> _Task details_: In the records below, find the line with "Ord, Serialize, Deserialize)]" and the line with "let markers = BOLD_MARKER.len();"; return exactly those lines and every line between them.

Exercise material: Begin

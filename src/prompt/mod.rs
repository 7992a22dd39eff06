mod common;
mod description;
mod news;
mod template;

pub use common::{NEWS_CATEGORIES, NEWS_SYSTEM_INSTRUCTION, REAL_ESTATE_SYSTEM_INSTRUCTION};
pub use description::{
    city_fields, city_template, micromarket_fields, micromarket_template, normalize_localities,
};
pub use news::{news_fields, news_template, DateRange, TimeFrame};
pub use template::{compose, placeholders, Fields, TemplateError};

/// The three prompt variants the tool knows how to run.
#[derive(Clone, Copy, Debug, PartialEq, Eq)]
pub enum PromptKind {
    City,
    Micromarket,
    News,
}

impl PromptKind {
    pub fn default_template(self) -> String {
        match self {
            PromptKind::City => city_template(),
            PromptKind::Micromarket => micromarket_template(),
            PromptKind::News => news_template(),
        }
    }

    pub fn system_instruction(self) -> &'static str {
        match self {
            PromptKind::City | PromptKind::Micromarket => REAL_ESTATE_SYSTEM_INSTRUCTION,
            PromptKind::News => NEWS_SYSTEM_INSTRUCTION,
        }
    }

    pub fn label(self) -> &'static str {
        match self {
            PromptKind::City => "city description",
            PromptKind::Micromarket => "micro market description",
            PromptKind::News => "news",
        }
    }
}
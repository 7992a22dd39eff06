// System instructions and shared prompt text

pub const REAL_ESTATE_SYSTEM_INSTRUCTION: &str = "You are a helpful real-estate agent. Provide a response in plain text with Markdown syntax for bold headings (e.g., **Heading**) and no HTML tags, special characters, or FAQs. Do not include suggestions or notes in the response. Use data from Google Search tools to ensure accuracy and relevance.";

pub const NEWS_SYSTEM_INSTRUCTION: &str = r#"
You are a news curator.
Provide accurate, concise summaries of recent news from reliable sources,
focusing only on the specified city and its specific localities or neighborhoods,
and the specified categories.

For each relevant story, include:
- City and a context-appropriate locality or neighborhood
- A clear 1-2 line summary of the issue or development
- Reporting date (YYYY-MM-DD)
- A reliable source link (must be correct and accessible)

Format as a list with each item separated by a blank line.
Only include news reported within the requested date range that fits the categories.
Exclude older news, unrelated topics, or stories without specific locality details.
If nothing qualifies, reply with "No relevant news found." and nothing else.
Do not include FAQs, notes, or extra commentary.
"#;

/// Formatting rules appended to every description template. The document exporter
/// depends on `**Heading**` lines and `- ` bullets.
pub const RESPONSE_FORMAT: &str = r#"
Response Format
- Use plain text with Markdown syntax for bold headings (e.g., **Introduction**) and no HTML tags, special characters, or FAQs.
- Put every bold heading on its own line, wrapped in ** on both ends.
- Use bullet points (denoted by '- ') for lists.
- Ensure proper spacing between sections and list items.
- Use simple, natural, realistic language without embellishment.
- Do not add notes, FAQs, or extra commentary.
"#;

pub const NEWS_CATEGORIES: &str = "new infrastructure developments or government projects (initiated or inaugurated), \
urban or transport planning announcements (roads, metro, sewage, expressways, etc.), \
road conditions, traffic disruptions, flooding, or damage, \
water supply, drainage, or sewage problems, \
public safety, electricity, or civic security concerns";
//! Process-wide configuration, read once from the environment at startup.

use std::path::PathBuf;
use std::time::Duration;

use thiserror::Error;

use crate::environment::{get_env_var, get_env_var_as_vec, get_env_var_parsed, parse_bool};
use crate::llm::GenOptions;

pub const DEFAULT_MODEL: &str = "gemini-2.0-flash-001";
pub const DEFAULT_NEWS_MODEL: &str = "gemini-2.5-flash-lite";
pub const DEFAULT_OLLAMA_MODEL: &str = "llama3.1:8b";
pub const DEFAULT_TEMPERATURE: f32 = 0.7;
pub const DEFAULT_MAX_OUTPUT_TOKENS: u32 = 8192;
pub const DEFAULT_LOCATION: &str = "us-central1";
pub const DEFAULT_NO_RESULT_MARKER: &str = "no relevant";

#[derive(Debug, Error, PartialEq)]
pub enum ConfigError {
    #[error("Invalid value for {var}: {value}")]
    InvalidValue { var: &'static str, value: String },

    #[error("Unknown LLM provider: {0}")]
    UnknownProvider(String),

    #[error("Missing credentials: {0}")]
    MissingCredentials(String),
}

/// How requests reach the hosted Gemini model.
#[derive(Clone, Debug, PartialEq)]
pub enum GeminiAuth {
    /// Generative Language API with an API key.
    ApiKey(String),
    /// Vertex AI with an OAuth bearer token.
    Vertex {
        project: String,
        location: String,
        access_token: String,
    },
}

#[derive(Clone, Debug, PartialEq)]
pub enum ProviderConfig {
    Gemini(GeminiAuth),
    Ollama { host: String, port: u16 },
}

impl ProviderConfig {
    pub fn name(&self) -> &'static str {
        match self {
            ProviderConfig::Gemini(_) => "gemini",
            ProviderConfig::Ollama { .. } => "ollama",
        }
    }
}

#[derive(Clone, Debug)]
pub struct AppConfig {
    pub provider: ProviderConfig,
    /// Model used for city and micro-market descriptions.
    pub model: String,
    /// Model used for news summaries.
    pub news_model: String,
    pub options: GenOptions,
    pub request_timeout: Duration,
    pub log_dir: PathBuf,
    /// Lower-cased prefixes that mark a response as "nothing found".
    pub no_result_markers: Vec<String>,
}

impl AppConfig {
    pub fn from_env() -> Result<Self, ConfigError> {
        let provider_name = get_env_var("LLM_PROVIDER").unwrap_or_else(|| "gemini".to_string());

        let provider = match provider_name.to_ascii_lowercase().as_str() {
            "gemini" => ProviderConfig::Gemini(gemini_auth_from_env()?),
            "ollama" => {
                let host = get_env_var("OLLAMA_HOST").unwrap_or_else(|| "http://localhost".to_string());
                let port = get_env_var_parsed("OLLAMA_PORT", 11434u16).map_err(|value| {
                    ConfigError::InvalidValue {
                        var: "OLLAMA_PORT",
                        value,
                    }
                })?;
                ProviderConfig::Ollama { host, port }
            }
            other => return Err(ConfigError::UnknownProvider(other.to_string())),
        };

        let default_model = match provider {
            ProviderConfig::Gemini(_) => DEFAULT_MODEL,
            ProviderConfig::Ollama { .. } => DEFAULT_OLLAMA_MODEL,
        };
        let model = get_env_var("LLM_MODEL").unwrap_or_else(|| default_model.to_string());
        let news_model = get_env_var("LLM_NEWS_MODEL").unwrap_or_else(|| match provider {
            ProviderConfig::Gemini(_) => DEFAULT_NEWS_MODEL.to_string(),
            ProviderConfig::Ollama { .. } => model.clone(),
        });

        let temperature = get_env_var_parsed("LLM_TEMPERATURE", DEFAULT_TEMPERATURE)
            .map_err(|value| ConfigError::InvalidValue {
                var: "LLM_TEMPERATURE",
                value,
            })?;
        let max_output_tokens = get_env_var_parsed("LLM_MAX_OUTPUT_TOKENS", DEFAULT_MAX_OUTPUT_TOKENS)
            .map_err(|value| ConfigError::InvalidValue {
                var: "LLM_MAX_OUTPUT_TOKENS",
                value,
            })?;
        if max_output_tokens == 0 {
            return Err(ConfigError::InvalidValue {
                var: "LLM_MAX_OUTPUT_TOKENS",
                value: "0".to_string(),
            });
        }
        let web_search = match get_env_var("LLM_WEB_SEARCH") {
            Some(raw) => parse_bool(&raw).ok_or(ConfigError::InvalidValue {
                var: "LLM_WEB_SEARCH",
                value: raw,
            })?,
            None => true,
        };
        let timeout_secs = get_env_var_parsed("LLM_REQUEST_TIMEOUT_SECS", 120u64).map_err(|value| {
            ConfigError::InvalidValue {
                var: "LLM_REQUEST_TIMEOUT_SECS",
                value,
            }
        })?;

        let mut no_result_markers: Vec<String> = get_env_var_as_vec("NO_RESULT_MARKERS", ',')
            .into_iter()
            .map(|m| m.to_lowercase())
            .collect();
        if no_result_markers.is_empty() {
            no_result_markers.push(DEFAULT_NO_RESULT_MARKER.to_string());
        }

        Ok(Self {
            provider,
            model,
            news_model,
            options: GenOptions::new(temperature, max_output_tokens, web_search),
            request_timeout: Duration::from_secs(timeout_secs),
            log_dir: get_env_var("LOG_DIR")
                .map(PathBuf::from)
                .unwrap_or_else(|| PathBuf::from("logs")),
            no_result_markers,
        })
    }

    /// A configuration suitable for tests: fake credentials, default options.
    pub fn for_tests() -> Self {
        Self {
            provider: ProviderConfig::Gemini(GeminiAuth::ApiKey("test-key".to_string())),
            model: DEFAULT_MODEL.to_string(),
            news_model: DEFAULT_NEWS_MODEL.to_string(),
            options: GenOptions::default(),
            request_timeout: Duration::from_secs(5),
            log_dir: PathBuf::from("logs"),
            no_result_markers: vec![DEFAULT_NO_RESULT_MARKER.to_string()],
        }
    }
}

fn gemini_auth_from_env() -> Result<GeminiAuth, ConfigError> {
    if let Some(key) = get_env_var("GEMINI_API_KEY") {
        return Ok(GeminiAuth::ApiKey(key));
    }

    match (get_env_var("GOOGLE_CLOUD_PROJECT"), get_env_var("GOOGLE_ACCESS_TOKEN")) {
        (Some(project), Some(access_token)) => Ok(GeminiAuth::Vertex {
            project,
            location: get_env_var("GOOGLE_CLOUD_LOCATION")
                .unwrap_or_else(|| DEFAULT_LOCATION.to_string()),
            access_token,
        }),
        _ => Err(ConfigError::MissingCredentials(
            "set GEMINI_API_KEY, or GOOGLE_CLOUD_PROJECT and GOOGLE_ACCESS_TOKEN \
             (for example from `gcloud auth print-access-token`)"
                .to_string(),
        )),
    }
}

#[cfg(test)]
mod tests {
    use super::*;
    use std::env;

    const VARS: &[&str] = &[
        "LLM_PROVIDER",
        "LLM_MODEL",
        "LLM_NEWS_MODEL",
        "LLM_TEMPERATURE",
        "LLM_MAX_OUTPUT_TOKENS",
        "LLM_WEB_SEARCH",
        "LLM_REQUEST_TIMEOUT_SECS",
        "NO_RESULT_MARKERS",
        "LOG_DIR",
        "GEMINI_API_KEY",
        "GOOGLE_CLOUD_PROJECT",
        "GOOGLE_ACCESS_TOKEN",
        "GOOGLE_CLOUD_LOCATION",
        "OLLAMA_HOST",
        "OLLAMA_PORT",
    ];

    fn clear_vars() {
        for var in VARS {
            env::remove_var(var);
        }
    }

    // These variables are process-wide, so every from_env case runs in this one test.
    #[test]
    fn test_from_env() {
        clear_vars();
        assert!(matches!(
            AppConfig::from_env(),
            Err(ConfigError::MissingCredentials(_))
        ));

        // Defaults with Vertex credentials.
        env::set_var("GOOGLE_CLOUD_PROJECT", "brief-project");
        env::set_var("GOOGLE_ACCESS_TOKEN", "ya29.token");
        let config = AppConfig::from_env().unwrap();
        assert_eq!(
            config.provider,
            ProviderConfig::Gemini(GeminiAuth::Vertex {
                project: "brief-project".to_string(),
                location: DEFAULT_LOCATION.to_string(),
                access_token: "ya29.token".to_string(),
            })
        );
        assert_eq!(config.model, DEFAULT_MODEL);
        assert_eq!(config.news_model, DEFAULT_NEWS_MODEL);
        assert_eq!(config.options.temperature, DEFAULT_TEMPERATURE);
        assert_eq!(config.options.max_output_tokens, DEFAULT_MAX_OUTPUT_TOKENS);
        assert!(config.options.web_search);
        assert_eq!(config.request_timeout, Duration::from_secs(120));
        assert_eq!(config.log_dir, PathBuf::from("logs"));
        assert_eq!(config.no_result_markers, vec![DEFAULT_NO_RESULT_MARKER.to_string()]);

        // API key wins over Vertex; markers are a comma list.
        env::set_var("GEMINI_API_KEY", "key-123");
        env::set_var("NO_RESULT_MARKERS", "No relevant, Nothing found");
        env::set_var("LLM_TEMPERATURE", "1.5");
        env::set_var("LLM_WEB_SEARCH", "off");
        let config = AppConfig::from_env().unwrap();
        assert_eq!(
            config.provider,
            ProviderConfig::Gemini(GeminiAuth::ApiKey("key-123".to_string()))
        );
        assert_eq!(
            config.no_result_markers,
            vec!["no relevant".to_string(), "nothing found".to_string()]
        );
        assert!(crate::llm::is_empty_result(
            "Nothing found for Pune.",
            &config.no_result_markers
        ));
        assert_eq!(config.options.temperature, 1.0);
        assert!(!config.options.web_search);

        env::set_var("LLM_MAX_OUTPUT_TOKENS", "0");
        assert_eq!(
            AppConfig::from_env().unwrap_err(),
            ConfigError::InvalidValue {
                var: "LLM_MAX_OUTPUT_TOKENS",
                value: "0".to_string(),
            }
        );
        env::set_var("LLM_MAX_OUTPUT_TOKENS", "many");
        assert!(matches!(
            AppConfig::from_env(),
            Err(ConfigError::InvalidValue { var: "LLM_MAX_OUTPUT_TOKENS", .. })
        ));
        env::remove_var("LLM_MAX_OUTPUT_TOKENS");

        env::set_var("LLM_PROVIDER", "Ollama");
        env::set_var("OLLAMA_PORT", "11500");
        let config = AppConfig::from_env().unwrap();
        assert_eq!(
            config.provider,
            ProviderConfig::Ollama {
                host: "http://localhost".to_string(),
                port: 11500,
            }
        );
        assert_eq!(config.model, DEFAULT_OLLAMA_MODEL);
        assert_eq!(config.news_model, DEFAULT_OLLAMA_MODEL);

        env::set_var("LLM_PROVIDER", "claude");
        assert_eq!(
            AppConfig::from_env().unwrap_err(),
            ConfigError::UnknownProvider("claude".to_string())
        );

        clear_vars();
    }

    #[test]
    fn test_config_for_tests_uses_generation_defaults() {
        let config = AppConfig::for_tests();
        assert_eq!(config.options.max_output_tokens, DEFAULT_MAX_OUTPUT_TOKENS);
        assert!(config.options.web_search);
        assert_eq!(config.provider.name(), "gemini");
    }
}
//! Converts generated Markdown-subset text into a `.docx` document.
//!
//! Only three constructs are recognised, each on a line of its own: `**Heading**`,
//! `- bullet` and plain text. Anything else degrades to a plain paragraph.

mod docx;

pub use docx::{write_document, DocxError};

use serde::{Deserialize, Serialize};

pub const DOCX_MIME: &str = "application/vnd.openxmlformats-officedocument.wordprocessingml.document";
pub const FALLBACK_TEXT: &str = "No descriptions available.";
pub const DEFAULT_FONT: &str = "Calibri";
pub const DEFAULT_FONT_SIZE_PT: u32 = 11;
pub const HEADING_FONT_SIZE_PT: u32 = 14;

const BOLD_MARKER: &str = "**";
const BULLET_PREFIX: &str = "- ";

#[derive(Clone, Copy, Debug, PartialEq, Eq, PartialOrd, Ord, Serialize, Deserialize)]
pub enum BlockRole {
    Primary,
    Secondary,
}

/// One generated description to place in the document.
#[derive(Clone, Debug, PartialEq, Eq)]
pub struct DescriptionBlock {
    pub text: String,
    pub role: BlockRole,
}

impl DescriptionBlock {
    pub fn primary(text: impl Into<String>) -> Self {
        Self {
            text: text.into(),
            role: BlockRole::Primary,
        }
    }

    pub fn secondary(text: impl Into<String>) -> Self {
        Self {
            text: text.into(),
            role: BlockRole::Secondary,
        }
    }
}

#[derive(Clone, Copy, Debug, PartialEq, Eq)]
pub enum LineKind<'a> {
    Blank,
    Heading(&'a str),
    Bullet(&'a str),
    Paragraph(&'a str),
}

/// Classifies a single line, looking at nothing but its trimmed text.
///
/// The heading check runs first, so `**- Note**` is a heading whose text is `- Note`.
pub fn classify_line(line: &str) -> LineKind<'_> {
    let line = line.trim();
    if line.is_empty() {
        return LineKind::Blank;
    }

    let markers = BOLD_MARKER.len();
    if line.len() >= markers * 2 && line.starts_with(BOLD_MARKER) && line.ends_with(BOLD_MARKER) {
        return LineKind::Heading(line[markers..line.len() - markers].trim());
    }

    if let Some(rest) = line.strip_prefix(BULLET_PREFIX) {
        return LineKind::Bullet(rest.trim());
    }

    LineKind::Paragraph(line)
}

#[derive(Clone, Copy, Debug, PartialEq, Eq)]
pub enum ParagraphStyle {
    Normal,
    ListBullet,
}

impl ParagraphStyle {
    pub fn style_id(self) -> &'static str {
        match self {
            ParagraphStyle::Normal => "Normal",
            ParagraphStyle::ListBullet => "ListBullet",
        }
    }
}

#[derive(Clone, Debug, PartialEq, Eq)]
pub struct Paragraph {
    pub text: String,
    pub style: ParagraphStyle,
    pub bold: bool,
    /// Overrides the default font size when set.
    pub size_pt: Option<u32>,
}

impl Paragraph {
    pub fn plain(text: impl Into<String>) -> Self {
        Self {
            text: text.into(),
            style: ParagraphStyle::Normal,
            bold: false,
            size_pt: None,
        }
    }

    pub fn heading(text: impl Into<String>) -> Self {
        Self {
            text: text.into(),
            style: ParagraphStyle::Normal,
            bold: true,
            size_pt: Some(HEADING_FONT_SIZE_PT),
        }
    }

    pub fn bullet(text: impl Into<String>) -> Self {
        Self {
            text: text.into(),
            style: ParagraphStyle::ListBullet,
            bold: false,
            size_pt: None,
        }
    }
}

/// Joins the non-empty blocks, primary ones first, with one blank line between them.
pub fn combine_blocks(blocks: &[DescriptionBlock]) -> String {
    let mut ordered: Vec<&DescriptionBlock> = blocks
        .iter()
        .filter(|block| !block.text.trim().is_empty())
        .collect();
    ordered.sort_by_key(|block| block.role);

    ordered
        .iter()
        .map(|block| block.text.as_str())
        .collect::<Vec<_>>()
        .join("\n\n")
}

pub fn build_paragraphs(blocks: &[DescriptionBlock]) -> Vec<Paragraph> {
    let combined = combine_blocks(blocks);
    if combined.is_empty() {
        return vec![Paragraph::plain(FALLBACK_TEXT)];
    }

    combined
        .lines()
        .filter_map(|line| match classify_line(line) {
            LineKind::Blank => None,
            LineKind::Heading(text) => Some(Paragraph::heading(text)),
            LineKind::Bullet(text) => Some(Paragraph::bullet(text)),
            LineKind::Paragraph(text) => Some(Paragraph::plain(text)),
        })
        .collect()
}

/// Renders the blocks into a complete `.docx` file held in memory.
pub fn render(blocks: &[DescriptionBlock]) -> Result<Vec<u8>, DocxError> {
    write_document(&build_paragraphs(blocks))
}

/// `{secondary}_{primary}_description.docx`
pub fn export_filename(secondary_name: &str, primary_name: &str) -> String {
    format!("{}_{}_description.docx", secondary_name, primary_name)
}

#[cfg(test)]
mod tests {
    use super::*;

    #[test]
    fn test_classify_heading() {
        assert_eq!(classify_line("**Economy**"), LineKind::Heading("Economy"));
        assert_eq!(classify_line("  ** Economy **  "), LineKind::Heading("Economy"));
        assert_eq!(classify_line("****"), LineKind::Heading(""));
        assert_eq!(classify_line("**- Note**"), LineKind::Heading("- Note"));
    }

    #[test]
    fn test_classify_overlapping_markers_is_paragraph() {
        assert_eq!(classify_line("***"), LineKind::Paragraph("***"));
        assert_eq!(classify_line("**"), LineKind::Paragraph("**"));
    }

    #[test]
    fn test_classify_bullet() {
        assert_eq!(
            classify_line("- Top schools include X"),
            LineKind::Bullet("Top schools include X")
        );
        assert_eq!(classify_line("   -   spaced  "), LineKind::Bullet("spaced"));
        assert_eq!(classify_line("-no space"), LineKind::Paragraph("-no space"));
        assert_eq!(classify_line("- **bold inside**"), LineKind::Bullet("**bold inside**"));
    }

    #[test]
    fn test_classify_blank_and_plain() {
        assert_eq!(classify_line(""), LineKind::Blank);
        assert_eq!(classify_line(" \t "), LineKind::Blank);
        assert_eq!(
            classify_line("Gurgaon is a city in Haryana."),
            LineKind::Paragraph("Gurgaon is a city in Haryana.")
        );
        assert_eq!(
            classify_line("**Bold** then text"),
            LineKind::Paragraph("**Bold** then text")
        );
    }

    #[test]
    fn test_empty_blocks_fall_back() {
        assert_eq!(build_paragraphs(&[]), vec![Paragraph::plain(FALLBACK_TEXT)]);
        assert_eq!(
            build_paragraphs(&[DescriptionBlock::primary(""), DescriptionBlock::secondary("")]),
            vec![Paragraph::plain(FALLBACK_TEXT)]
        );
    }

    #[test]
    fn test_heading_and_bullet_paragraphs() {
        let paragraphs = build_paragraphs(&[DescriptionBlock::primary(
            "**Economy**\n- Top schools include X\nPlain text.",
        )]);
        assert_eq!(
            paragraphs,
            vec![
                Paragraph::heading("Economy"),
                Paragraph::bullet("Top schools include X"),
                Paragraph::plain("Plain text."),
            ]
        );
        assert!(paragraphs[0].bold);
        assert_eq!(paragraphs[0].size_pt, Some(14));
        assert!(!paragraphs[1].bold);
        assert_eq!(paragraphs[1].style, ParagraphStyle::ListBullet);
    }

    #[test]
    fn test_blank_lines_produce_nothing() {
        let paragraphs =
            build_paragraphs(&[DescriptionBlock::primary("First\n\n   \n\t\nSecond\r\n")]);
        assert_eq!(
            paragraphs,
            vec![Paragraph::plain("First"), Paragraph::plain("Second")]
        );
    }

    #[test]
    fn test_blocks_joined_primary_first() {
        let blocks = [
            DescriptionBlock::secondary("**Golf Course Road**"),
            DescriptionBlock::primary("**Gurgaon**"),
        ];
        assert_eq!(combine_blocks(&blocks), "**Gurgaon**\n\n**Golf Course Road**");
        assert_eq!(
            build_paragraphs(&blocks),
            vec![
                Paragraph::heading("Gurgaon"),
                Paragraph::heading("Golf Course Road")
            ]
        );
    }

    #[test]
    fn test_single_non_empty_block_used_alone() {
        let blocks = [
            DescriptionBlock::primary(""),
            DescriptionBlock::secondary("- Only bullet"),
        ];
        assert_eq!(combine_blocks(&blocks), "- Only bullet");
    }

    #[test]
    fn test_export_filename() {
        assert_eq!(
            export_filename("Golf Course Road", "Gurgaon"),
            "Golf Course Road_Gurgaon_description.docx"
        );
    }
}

Exercise material: End

> _Exercise result_:
#[derive(Clone, Copy, Debug, PartialEq, Eq, PartialOrd, Ord, Serialize, Deserialize)]
pub enum BlockRole {
    Primary,
    Secondary,
}

/// One generated description to place in the document.
#[derive(Clone, Debug, PartialEq, Eq)]
pub struct DescriptionBlock {
    pub text: String,
    pub role: BlockRole,
}

impl DescriptionBlock {
    pub fn primary(text: impl Into<String>) -> Self {
        Self {
            text: text.into(),
            role: BlockRole::Primary,
        }
    }

    pub fn secondary(text: impl Into<String>) -> Self {
        Self {
            text: text.into(),
            role: BlockRole::Secondary,
        }
    }
}

#[derive(Clone, Copy, Debug, PartialEq, Eq)]
pub enum LineKind<'a> {
    Blank,
    Heading(&'a str),
    Bullet(&'a str),
    Paragraph(&'a str),
}

/// Classifies a single line, looking at nothing but its trimmed text.
///
/// The heading check runs first, so `**- Note**` is a heading whose text is `- Note`.
pub fn classify_line(line: &str) -> LineKind<'_> {
    let line = line.trim();
    if line.is_empty() {
        return LineKind::Blank;
    }

    let markers = BOLD_MARKER.len();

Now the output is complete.